How to Avoid Sinking Your Succession Plan
Even the strongest business can be decimated without a solid succession plan. Here’s how to avoid common pitfalls
As with any part of business strategy, succession planning is one piece to the puzzle for companies to have a long life. And it’s not a small consideration. Succession planning can drive continued business growth, lead to a smooth transition after retirement, and even reduce taxes.
But according to a Deloitte report, only 30% of family-owned businesses make it into the second generation, 12% into the third, and 3% into the fourth and beyond. These statistics don’t count the organizations that failed shortly after an owner sold them—often with financial repercussions to the seller.
Succession plans fail for a variety of reasons, but some of the most common are:
- Leaving roles undefined
- Failing to recognize internal talent
- Not focusing on how the transition itself will work
- Not planning for a business of the future and likely structural changes
Let’s dig into how to avoid some of these pitfalls:
Clearly define roles
Succession planning is more than just focusing on who will replace the primary business leader. In fact, it should involve all parts of the business. Just as important as naming your successor is figuring out how that change will impact other leaders and managers. You must recognize that succession planning is integral to the entire business strategy.

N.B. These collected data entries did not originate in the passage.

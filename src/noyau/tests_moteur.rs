//! Tests moteur (campagne) : machine d'édition de bout en bout.
//!
//! Invariants visés :
//! - saisie de chiffres (zéro de tête, plafond de 16 chiffres)
//! - priorité des opérateurs à travers la touche "="
//! - division par zéro => état d'erreur verrouillé, sortie par AC seul
//! - repli d'opérateur (changement d'avis sans nouvel opérande)
//! - mémoire indépendante du tampon (AC la conserve)

use super::jetons::Op;
use super::moteur::{Affichage, Moteur};

/* ------------------------ Helpers ------------------------ */

/// Mini-langage de scénario : chiffres, '.', opérateurs (+ - * /),
/// '=' (égal), '%' (pourcent), 's' (±), '<' (retour arrière).
/// Les espaces sont décoratifs.
fn tape(m: &mut Moteur, scenario: &str) -> Affichage {
    let mut aff = m.affichage();
    for c in scenario.chars() {
        aff = match c {
            '0'..='9' => m.touche_chiffre(c),
            '.' => m.touche_point(),
            '=' => m.touche_egal(),
            '%' => m.touche_pourcent(),
            's' => m.touche_signe(),
            '<' => m.touche_retour(),
            ' ' => continue,
            _ => match Op::depuis_char(c) {
                Some(op) => m.touche_operateur(op),
                None => panic!("touche inconnue dans le scénario : {c:?}"),
            },
        };
    }
    aff
}

fn principal(scenario: &str) -> String {
    tape(&mut Moteur::new(), scenario).principal
}

/* ------------------------ Saisie ------------------------ */

#[test]
fn saisie_simple() {
    assert_eq!(principal("123"), "123");
    assert_eq!(principal("12.5"), "12.5");
}

#[test]
fn zero_de_tete_remplace() {
    assert_eq!(principal("007"), "7");
    assert_eq!(principal("0.5"), "0.5");
}

#[test]
fn point_unique() {
    assert_eq!(principal("1.2.3"), "1.23");
}

#[test]
fn plafond_de_chiffres() {
    // 20 chiffres tapés, 16 retenus ; signe et point hors compte
    assert_eq!(principal("12345678901234567890"), "1234567890123456");
    assert_eq!(principal("s1234567890.1234567890"), "-1234567890.123456");
}

#[test]
fn signe_bascule() {
    assert_eq!(principal("5s"), "-5");
    assert_eq!(principal("5ss"), "5");
    assert_eq!(principal("s"), "-0");
}

#[test]
fn retour_arriere() {
    assert_eq!(principal("123<<"), "1");
    assert_eq!(principal("1<"), "0");
    // le signe seul retombe sur "0"
    assert_eq!(principal("5s<"), "0");
}

#[test]
fn pourcent_immediat() {
    assert_eq!(principal("50%"), "0.5");
    assert_eq!(principal("5%%"), "0.0005");
}

/* ------------------------ Expression engagée ------------------------ */

#[test]
fn expression_secondaire() {
    let mut m = Moteur::new();
    let aff = tape(&mut m, "12+4*");
    assert_eq!(aff.secondaire, "12 + 4 ×");
    assert_eq!(aff.principal, "0");
}

#[test]
fn repli_d_operateur() {
    // changement d'avis sans nouvel opérande : l'opérateur est remplacé
    let mut m = Moteur::new();
    let aff = tape(&mut m, "12+*");
    assert_eq!(aff.secondaire, "12 ×");
    assert_eq!(tape(&mut m, "3=").principal, "36");
}

#[test]
fn priorite_via_egal() {
    assert_eq!(principal("2+3*4="), "14");
    assert_eq!(principal("2*3+4="), "10");
}

#[test]
fn moins_unaire_via_signe() {
    assert_eq!(principal("5s+3="), "-2");
}

#[test]
fn chainage_apres_egal() {
    let mut m = Moteur::new();
    assert_eq!(tape(&mut m, "2+3=").principal, "5");
    // le résultat devient l'opérande du calcul suivant
    assert_eq!(tape(&mut m, "+2=").principal, "7");
}

#[test]
fn egal_sans_expression() {
    assert_eq!(principal("7="), "7");
    assert_eq!(principal("="), "0");
}

/* ------------------------ État d'erreur ------------------------ */

#[test]
fn division_par_zero_verrouille() {
    let mut m = Moteur::new();
    let aff = tape(&mut m, "5/0=");
    assert_eq!(aff.principal, "Erreur");
    assert!(aff.erreur);
    assert_eq!(aff.secondaire, "");

    // tout est verrouillé : chiffres, opérateurs, %, ±, retour, point
    assert_eq!(tape(&mut m, "7+2=%s<.").principal, "Erreur");

    // seule sortie : reset total
    let aff = m.reset_total();
    assert_eq!(
        aff,
        Affichage {
            principal: "0".to_string(),
            secondaire: String::new(),
            erreur: false,
        }
    );
}

#[test]
fn efface_saisie_vaut_reset_en_erreur() {
    let mut m = Moteur::new();
    tape(&mut m, "1/0=");
    let aff = m.efface_saisie();
    assert!(!aff.erreur);
    assert_eq!(aff.principal, "0");
}

#[test]
fn efface_saisie_hors_erreur() {
    let mut m = Moteur::new();
    tape(&mut m, "12+34");
    let aff = m.efface_saisie();
    assert_eq!(aff.principal, "0");
    // l'expression engagée reste en place
    assert_eq!(aff.secondaire, "12 +");
}

#[test]
fn reset_idempotent() {
    let attendu = Affichage {
        principal: "0".to_string(),
        secondaire: String::new(),
        erreur: false,
    };

    for scenario in ["", "123.4", "12+4*", "5/0=", "2+3="] {
        let mut m = Moteur::new();
        tape(&mut m, scenario);
        assert_eq!(m.reset_total(), attendu, "scenario={scenario:?}");
        assert_eq!(m.reset_total(), attendu, "scenario={scenario:?}");
    }
}

/* ------------------------ Mémoire ------------------------ */

#[test]
fn memoire_cumul_et_rappel() {
    let mut m = Moteur::new();
    tape(&mut m, "5");
    m.memoire_plus();
    tape(&mut m, "+3");
    m.memoire_plus();

    assert!(m.memoire_occupee());
    assert_eq!(m.memoire_rappel().principal, "8");
}

#[test]
fn memoire_soustrait() {
    let mut m = Moteur::new();
    tape(&mut m, "10");
    m.memoire_plus();
    m.efface_saisie();
    tape(&mut m, "3");
    m.memoire_moins();
    assert_eq!(m.memoire_rappel().principal, "7");
}

#[test]
fn memoire_survit_au_reset() {
    let mut m = Moteur::new();
    tape(&mut m, "42");
    m.memoire_plus();
    m.reset_total();

    assert!(m.memoire_occupee());
    assert_eq!(m.memoire_rappel().principal, "42");
}

#[test]
fn memoire_vide_rappel_neutre() {
    let mut m = Moteur::new();
    tape(&mut m, "9");
    assert!(!m.memoire_occupee());
    assert_eq!(m.memoire_rappel().principal, "9");
}

#[test]
fn memoire_efface() {
    let mut m = Moteur::new();
    tape(&mut m, "5");
    m.memoire_plus();
    m.memoire_efface();
    assert!(!m.memoire_occupee());
}

#[test]
fn memoire_verrouillee_en_erreur() {
    let mut m = Moteur::new();
    tape(&mut m, "5/0=");
    m.memoire_plus();
    assert!(!m.memoire_occupee());
    assert_eq!(m.memoire_rappel().principal, "Erreur");
}

#[test]
fn rappel_puis_calcul() {
    let mut m = Moteur::new();
    tape(&mut m, "25");
    m.memoire_plus();
    m.reset_total();

    tape(&mut m, "100-");
    m.memoire_rappel();
    assert_eq!(tape(&mut m, "=").principal, "75");
}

All units of the business should have a part in the succession plan. Instead of only focusing on who will replace the CEO, also outline who will be succeeding each department head or manager, even if these moments don’t all occur at once. Beyond managers and supervisors, detail which roles within the business are integral to success and include them in the plan.
Clearly define each key role and what specific responsibilities that person will have. Namely, what they’ll be held accountable for, who will report to them, who they will report to, and their role in critical business processes.
In addition to defining crucial roles, identifying who will fill these roles is also an area where many executives fail. Finding the best candidates won’t happen overnight, but many business owners may not put as much emphasis on current team members as they should.
Pay close attention to internal employees and leaders who show promise. This requires looking at team- and employee-specific KPIs and actual performance results over some time. A management talent assessment should be conducted when you are succession planning so that the company’s next generation will be strong.
Focus on the transition
Make sure that the transitional period is prioritized when planning, not just the eventual outcomes of the shift. This may even require hiring or appointing a pivotal person to lead the transition. They can be involved in succession planning now to understand goals and how to implement the plan when the time comes.
The transition doesn’t have to be instant, so focus on the concrete steps that will be taken when you’re ready to step down. One important step is communication with stakeholders. As Deloitte points out in the report above, failure to communicate with this group is “one of the biggest threats to a smooth transition of a business from one generation to the next.”
Incorporate the needs and concerns of other stakeholders during the planning process so they’ll be more aware of and involved in the transition when it’s occurring. They’ll feel like they have a say in the process, and their help and support during the transition are vital.
Consider tax implications
Estate and tax planning can go hand-in-hand with succession planning, especially if a priority is preserving family wealth generated from the business. This requires knowledge about the best approaches to reducing taxes when you’re transferring ownership of the company, which can be easy to overlook for many founders.
Make sure that the current business entity structure makes the most sense for long-term success. The type of structure you choose can impact both business and personal taxation. And how much the company is worth will affect gift and estate taxes, so succession planning should prioritize effectively valuing the organization.
Accommodate change
One important step is identifying what exactly makes the business valuable. In succession planning, preserving both assets and values should be top of mind, so the entity will continue that legacy and continue to grow. Passing down a company only to have its values changed or forgotten can easily happen when leadership changes hands.
Just as important as outlining key roles and figuring out successors is 1) defining the current operating structure and 2) thinking through how crucial business functions may change in the future.
What about operations could shift? What will look different as the business becomes larger? What will change about the community the company serves? You won’t know how to identify roles and responsibilities until you can get a clear picture of where the organization is headed.
Effective succession planning will lead to many benefits for both you and the business you’ve worked hard to build. These include:
- Long-term survival and growth
- Agreement among stakeholders, employees, family members, and heirs
- Taking control of the process now so that it’s not out of your hands when the time comes
- A smoother transition for everyone across the organization
- Confidence that you’re leaving your business to the right people who share your values
- Reduced estate and income taxes
There’s no avoiding the fact that you’ll be exiting from your business someday. Creating a sound succession plan will ensure an exit goes smoothly and achieves your goals.